Ontem anglicanos, hoje católicos

Em Arlington, cidade texana perto de Dallas, nos Estados Unidos, uma paróquia inteira da igreja Episcopal converteu-se ao Catolicismo. A nova paróquia católica chamar-se-á Santa Maria, a Virgem.

Como se recorda, em 1979, houve a "consagração" episcopal de uma mulher. A partir de então, crescente número de episcopalianos (como são conhecidos os Anglicanos nos Estados Unidos) têm abandonado essa igreja protestante. Muitos pediram admissão na Igreja Católica não só naquele país, mas também no Canadá, na Inglaterra, Austrália e Nova Zelândia.

Na Etiópia, um passado de horrores

Em 1991, caiu o regime marxista do coronel Megistu. Pouco a pouco começa a ser revelado o passado de horrores que assolou a Etiópia desde a implantação do regime comunista em 1974.

Entre 1976 e 1978, cem mil suspei­tos de atividades "contra-revolucioná­rias" foram presos, torturados e assas­sinados impiedosamente.

Além disso, entre 1984 e 1985, mais de um milhão de etíopes morre­ram de fome em conseqüência da política de despovoar áreas rurais in teiras que haviam se insurgido contra a brutalidade do governo vermelho de Adis-Abeba.

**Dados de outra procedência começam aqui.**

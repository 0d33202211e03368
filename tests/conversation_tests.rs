//! Integration tests for the conversation controller
//!
//! Drives full turns against a scripted completion backend and a store in a
//! temporary directory.

use async_trait::async_trait;
use paird::ai::{
    CompletionBackend, CompletionClient, CompletionRequest, CompletionResult, StreamHandle,
};
use paird::controller::{ConversationController, TurnError};
use paird::error::{AppError, CompletionError, ImportValidationError};
use paird::session::{SessionContext, SessionId};
use paird::store::EphemeralStore;
use paird::types::{ChatMessage, ModelOption, Role};
use std::sync::{Arc, Mutex};
use tempfile::TempDir;

struct Scripted {
    pieces: Vec<&'static str>,
    failure: Option<&'static str>,
    seen_models: Mutex<Vec<ModelOption>>,
}

impl Scripted {
    fn replying(pieces: Vec<&'static str>) -> Arc<Self> {
        Arc::new(Self {
            pieces,
            failure: None,
            seen_models: Mutex::new(Vec::new()),
        })
    }

    fn failing_after(pieces: Vec<&'static str>, failure: &'static str) -> Arc<Self> {
        Arc::new(Self {
            pieces,
            failure: Some(failure),
            seen_models: Mutex::new(Vec::new()),
        })
    }
}

#[async_trait]
impl CompletionBackend for Scripted {
    async fn stream(&self, request: &CompletionRequest, handle: StreamHandle) -> CompletionResult<()> {
        self.seen_models.lock().unwrap().push(request.model);
        for piece in &self.pieces {
            handle.append(piece).await;
        }
        match self.failure {
            Some(err) => Err(CompletionError::Stream(err.to_string())),
            None => Ok(()),
        }
    }
}

fn controller_with(dir: &TempDir, backend: Arc<Scripted>) -> ConversationController {
    ConversationController::new(
        EphemeralStore::new(dir.path()),
        CompletionClient::new(backend),
        ModelOption::Gpt4o,
    )
}

fn stored_messages(controller: &ConversationController, ctx: &mut SessionContext) -> Vec<ChatMessage> {
    controller
        .store()
        .load(ctx.session_id.as_str(), &mut ctx.diagnostics)
        .0
}

mod submit_tests {
    use super::*;

    #[tokio::test]
    async fn test_streamed_reply_is_recorded_and_persisted() {
        let dir = TempDir::new().unwrap();
        let controller = controller_with(&dir, Scripted::replying(vec!["Hi", " there!"]));
        let mut ctx = controller.open_session(SessionId::from_raw("stream-ok"));

        let mut seen = Vec::new();
        let mut sink = |piece: &str| seen.push(piece.to_string());
        let reply = controller.submit(&mut ctx, "Hello", &mut sink).await.unwrap();

        assert_eq!(seen, vec!["Hi".to_string(), " there!".to_string()]);
        assert_eq!(reply, ChatMessage::assistant("Hi there!"));
        assert_eq!(
            ctx.history.messages(),
            &[ChatMessage::user("Hello"), ChatMessage::assistant("Hi there!")]
        );
        assert!(!ctx.is_awaiting_completion());
        assert_eq!(stored_messages(&controller, &mut ctx), ctx.history.messages());
        assert!(ctx.diagnostics.last_save_time.is_some());
        assert!(ctx.diagnostics.save_error.is_none());
    }

    #[tokio::test]
    async fn test_mid_stream_failure_becomes_reply_text() {
        let dir = TempDir::new().unwrap();
        let controller =
            controller_with(&dir, Scripted::failing_after(vec!["Partial"], "connection reset"));
        let mut ctx = controller.open_session(SessionId::from_raw("stream-fail"));

        let mut sink = |_: &str| {};
        let reply = controller.submit(&mut ctx, "Hello", &mut sink).await.unwrap();

        assert_eq!(reply.role, Role::Assistant);
        assert!(reply.content.starts_with("Partial"));
        assert!(reply.content.contains("Error generating response"));
        assert!(reply.content.contains("connection reset"));
        assert_eq!(ctx.history.len(), 2);
        assert!(!ctx.is_awaiting_completion());
    }

    #[tokio::test]
    async fn test_blank_input_changes_nothing() {
        let dir = TempDir::new().unwrap();
        let controller = controller_with(&dir, Scripted::replying(vec!["unused"]));
        let mut ctx = controller.open_session(SessionId::from_raw("blank"));

        let mut sink = |_: &str| {};
        let result = controller.submit(&mut ctx, "   \n", &mut sink).await;

        assert_eq!(result, Err(TurnError::EmptyInput));
        assert!(ctx.history.is_empty());
        assert!(!controller.store().record_path("blank").exists());
    }

    #[tokio::test]
    async fn test_second_submit_is_refused_while_streaming() {
        let dir = TempDir::new().unwrap();
        let controller = controller_with(&dir, Scripted::replying(vec!["ok"]));
        let mut ctx = controller.open_session(SessionId::from_raw("busy"));

        let turn = controller.start_turn(&mut ctx, "first").unwrap();
        assert!(ctx.is_awaiting_completion());
        assert_eq!(
            controller.start_turn(&mut ctx, "second").err(),
            Some(TurnError::StreamPending)
        );

        let mut sink = |_: &str| {};
        let outcome = controller.stream_turn(turn, &mut sink).await;
        controller.finish_turn(&mut ctx, outcome);
        assert_eq!(ctx.history.len(), 2);
        assert!(controller.start_turn(&mut ctx, "third").is_ok());
    }

    #[tokio::test]
    async fn test_clear_and_import_wait_for_the_stream() {
        let dir = TempDir::new().unwrap();
        let controller = controller_with(&dir, Scripted::replying(vec!["late reply"]));
        let id = SessionId::from_raw("mid-stream");
        let mut ctx = controller.open_session(id.clone());

        let turn = controller.start_turn(&mut ctx, "Hello").unwrap();
        assert_eq!(controller.clear(&mut ctx), Err(TurnError::StreamPending));
        let export = br#"{"messages": [{"role": "user", "content": "other"}]}"#;
        assert!(matches!(
            controller.import(&mut ctx, export),
            Err(AppError::Turn(TurnError::StreamPending))
        ));
        assert_eq!(ctx.history.messages(), &[ChatMessage::user("Hello")]);

        let mut sink = |_: &str| {};
        let outcome = controller.stream_turn(turn, &mut sink).await;
        controller.finish_turn(&mut ctx, outcome);
        let expected = vec![ChatMessage::user("Hello"), ChatMessage::assistant("late reply")];
        assert_eq!(ctx.history.messages(), expected.as_slice());

        assert_eq!(controller.clear(&mut ctx), Ok(true));
        let reopened = controller.open_session(id);
        assert!(reopened.history.is_empty());
    }

    #[tokio::test]
    async fn test_user_message_is_saved_before_reply() {
        let dir = TempDir::new().unwrap();
        let controller = controller_with(&dir, Scripted::replying(vec!["later"]));
        let mut ctx = controller.open_session(SessionId::from_raw("early-save"));

        let _turn = controller.start_turn(&mut ctx, "Hello").unwrap();
        assert_eq!(stored_messages(&controller, &mut ctx), vec![ChatMessage::user("Hello")]);
    }

    #[tokio::test]
    async fn test_model_change_applies_to_next_turn() {
        let dir = TempDir::new().unwrap();
        let backend = Scripted::replying(vec!["ok"]);
        let controller = controller_with(&dir, backend.clone());
        let mut ctx = controller.open_session(SessionId::from_raw("models"));
        let mut sink = |_: &str| {};

        controller.submit(&mut ctx, "one", &mut sink).await.unwrap();
        controller.change_model(&mut ctx, ModelOption::O4Mini);
        controller.submit(&mut ctx, "two", &mut sink).await.unwrap();

        assert_eq!(
            *backend.seen_models.lock().unwrap(),
            vec![ModelOption::Gpt4o, ModelOption::O4Mini]
        );
        assert_eq!(ctx.history.len(), 4);
    }
}

mod session_tests {
    use super::*;

    #[tokio::test]
    async fn test_reopened_session_restores_history() {
        let dir = TempDir::new().unwrap();
        let controller = controller_with(&dir, Scripted::replying(vec!["Hi"]));
        let id = SessionId::from_raw("restore");

        let mut first = controller.open_session(id.clone());
        let mut sink = |_: &str| {};
        controller.submit(&mut first, "Hello", &mut sink).await.unwrap();

        let mut second = controller.open_session(id);
        assert_eq!(second.history.messages(), first.history.messages());
        assert_eq!(ConversationController::take_restored_notice(&mut second), Some(2));
        assert_eq!(ConversationController::take_restored_notice(&mut second), None);
    }

    #[tokio::test]
    async fn test_clear_empties_history_and_store() {
        let dir = TempDir::new().unwrap();
        let controller = controller_with(&dir, Scripted::replying(vec!["Hi"]));
        let id = SessionId::from_raw("clear");
        let mut ctx = controller.open_session(id.clone());
        let mut sink = |_: &str| {};
        controller.submit(&mut ctx, "Hello", &mut sink).await.unwrap();
        controller.export(&mut ctx).unwrap();

        assert_eq!(controller.clear(&mut ctx), Ok(true));
        assert!(ctx.history.is_empty());
        assert!(ctx.download.is_none());
        assert!(!controller.store().record_path(id.as_str()).exists());

        let reopened = controller.open_session(id);
        assert!(reopened.history.is_empty());
        assert_eq!(controller.clear(&mut ctx), Ok(true));
    }
}

mod export_import_tests {
    use super::*;

    #[tokio::test]
    async fn test_export_then_import_restores_conversation() {
        let dir = TempDir::new().unwrap();
        let controller = controller_with(&dir, Scripted::replying(vec!["4"]));
        let mut source = controller.open_session(SessionId::from_raw("export-src"));
        let mut sink = |_: &str| {};
        controller.submit(&mut source, "2+2?", &mut sink).await.unwrap();

        let artifact = controller.export(&mut source).unwrap();
        assert!(artifact.file_name.starts_with("chat_history_"));
        assert!(artifact.file_name.ends_with(".json"));
        assert_eq!(source.download.as_ref(), Some(&artifact));

        let mut target = controller.open_session(SessionId::from_raw("export-dst"));
        let summary = controller
            .import(&mut target, artifact.contents.as_bytes())
            .unwrap();
        assert!(summary.starts_with("✅ Loaded 2 messages from "));
        assert_eq!(target.history.messages(), source.history.messages());
        assert!(ConversationController::take_loaded_notice(&mut target));
        assert!(!ConversationController::take_loaded_notice(&mut target));
        assert_eq!(stored_messages(&controller, &mut target).len(), 2);
    }

    #[tokio::test]
    async fn test_rejected_import_keeps_history() {
        let dir = TempDir::new().unwrap();
        let controller = controller_with(&dir, Scripted::replying(vec!["Hi"]));
        let mut ctx = controller.open_session(SessionId::from_raw("bad-import"));
        let mut sink = |_: &str| {};
        controller.submit(&mut ctx, "Hello", &mut sink).await.unwrap();

        let err = controller.import(&mut ctx, b"{\"foo\": 1}").unwrap_err();
        assert!(err.to_string().starts_with("❌"));
        assert_eq!(ctx.history.len(), 2);
        assert!(!ConversationController::take_loaded_notice(&mut ctx));
    }

    #[tokio::test]
    async fn test_non_list_messages_keeps_history() {
        let dir = TempDir::new().unwrap();
        let controller = controller_with(&dir, Scripted::replying(vec!["Hi"]));
        let mut ctx = controller.open_session(SessionId::from_raw("not-a-list"));
        let mut sink = |_: &str| {};
        controller.submit(&mut ctx, "Hello", &mut sink).await.unwrap();
        let before = ctx.history.clone();

        let err = controller
            .import(&mut ctx, br#"{"messages": "hi"}"#)
            .unwrap_err();
        assert!(matches!(
            err,
            AppError::ImportValidation(ImportValidationError::MessagesNotSequence)
        ));
        assert_eq!(ctx.history.messages(), before.messages());
        assert_eq!(stored_messages(&controller, &mut ctx), before.messages());
        assert!(!ConversationController::take_loaded_notice(&mut ctx));
    }

    #[tokio::test]
    async fn test_empty_import_removes_stored_record() {
        let dir = TempDir::new().unwrap();
        let controller = controller_with(&dir, Scripted::replying(vec!["Hi"]));
        let id = SessionId::from_raw("empty-import");
        let mut ctx = controller.open_session(id.clone());
        let mut sink = |_: &str| {};
        controller.submit(&mut ctx, "old", &mut sink).await.unwrap();

        let summary = controller.import(&mut ctx, br#"{"messages": []}"#).unwrap();
        assert_eq!(summary, "✅ Loaded 0 messages from Unknown date");
        assert!(ctx.history.is_empty());
        assert!(!controller.store().record_path(id.as_str()).exists());

        let reopened = controller.open_session(id);
        assert!(reopened.history.is_empty());
    }

    #[test]
    fn test_empty_history_has_nothing_to_export() {
        let dir = TempDir::new().unwrap();
        let controller = controller_with(&dir, Scripted::replying(vec![]));
        let mut ctx = controller.open_session(SessionId::from_raw("empty-export"));

        assert!(controller.export(&mut ctx).is_none());
        assert!(controller.export_text(&mut ctx).is_none());
        assert!(ctx.download.is_none());
    }

    #[tokio::test]
    async fn test_text_export_lists_every_message() {
        let dir = TempDir::new().unwrap();
        let controller = controller_with(&dir, Scripted::replying(vec!["Hi there!"]));
        let mut ctx = controller.open_session(SessionId::from_raw("text-export"));
        let mut sink = |_: &str| {};
        controller.submit(&mut ctx, "Hello", &mut sink).await.unwrap();

        let artifact = controller.export_text(&mut ctx).unwrap();
        assert!(artifact.file_name.ends_with(".txt"));
        assert!(artifact.contents.contains("[1] You:\nHello"));
        assert!(artifact.contents.contains("[2] AI Assistant:\nHi there!"));
    }
}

O recente exemplo da Etiópia vem, mais uma vez, desmentir a gros­seira mentira de que o Partido Comu­nista é amigo e protetor da classe operária e dos pobres!

Privatizações no Brasil: passo de tartaruga?

Seminário há pouco realizado no Rio de Janeiro, promovido pela Bolsa de Valores carioca, concluiu que o atual Governo não está sendo claro em suas posições a respeito da lenti­dão com que, nas primeiras semanas a nova administração em Brasília vem tratando o processo de privatizações do País.

O ministro do Planejamento José Serra recebeu as conclusões do Semi­nário que deseja que o programa de privatizações seja acelerado, a fim de reduzir o calamitoso déficit público federal.

A "Igreja do Silêncio" na China comunista

Não se sabe bem por que artifício certo tipo de mídia, persiste modo contumaz, em encobrir a perseguição religiosa empreendida na China vermelha.

O pais costuma ser apresentado como paradigma de crescimento ecomico e de boas oportunidades para grandes negócios das empresas ocidentais

Produtos Made in China podem ser encontrados, em geral a preços irrisórios, mas cuja qualidade e durabilidade deixa a desejar.

Não se fala do traba­lho escravo que chineses encarcerados realizam sob condições de vida sub-humana. Também é silenciado por certa imprensa a situação dos católicos chineses.

O regime de Pequim criou e tem mantido uma assim denominada "Associação Patriótica de Católicos Chineses", cismática, pois seus (pou­cos) bispos e clero não reconhecem a Santa Sé.

Não obstante essa de­plorável situação, existe sub­terraneamente um clero fiel a Roma que vive em regime de catacumba como ao tempo das perseguições dos Césares.

Recentemente, 71 semi­naristas submissos ao Papa fo­ram ordenados sacerdotes em cerimônias secretas nas pro­víncias de Fujian, Hebei e Hei­longjiang.

Os estudantes católicos recebem às escondidas aulas de Filosofia e Teologia, após árduas jornadas de trabalho durante o dia, como operários em fábricas estatais.